⟨
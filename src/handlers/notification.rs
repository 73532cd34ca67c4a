use super::{authorize, ok};
use crate::error::AppResult;
use crate::middlewares::Capability;
use crate::models::*;
use crate::services::{NotificationService, UserService};
use actix_web::{HttpRequest, HttpResponse, web};

#[utoipa::path(
    get,
    path = "/notifications",
    tag = "notifications",
    security(
        ("bearer_auth" = [])
    ),
    responses(
        (status = 200, description = "Latest 50 notifications", body = [NotificationResponse]),
        (status = 401, description = "Unauthorized")
    )
)]
pub async fn list_notifications(
    user_service: web::Data<UserService>,
    notification_service: web::Data<NotificationService>,
    req: HttpRequest,
) -> AppResult<HttpResponse> {
    let user = authorize(&req, &user_service, Capability::Authenticated).await?;
    Ok(ok(notification_service.list(user.id).await?))
}

#[utoipa::path(
    put,
    path = "/notifications/{id}/read",
    tag = "notifications",
    params(
        ("id" = i64, Path, description = "Notification id")
    ),
    security(
        ("bearer_auth" = [])
    ),
    responses(
        (status = 200, description = "Marked read", body = NotificationResponse),
        (status = 403, description = "Not the owner"),
        (status = 404, description = "Notification not found")
    )
)]
pub async fn mark_read(
    user_service: web::Data<UserService>,
    notification_service: web::Data<NotificationService>,
    req: HttpRequest,
    path: web::Path<i64>,
) -> AppResult<HttpResponse> {
    let user = authorize(&req, &user_service, Capability::Authenticated).await?;
    Ok(ok(notification_service
        .mark_read(user.id, path.into_inner())
        .await?))
}

pub fn notification_config(cfg: &mut web::ServiceConfig) {
    cfg.service(
        web::scope("/notifications")
            .route("", web::get().to(list_notifications))
            .route("/{id}/read", web::put().to(mark_read)),
    );
}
⟩
→ **Task objective**:
Your answer must be a single number: how many lines of the records contain the word "route".

→ **Exercise response**:
2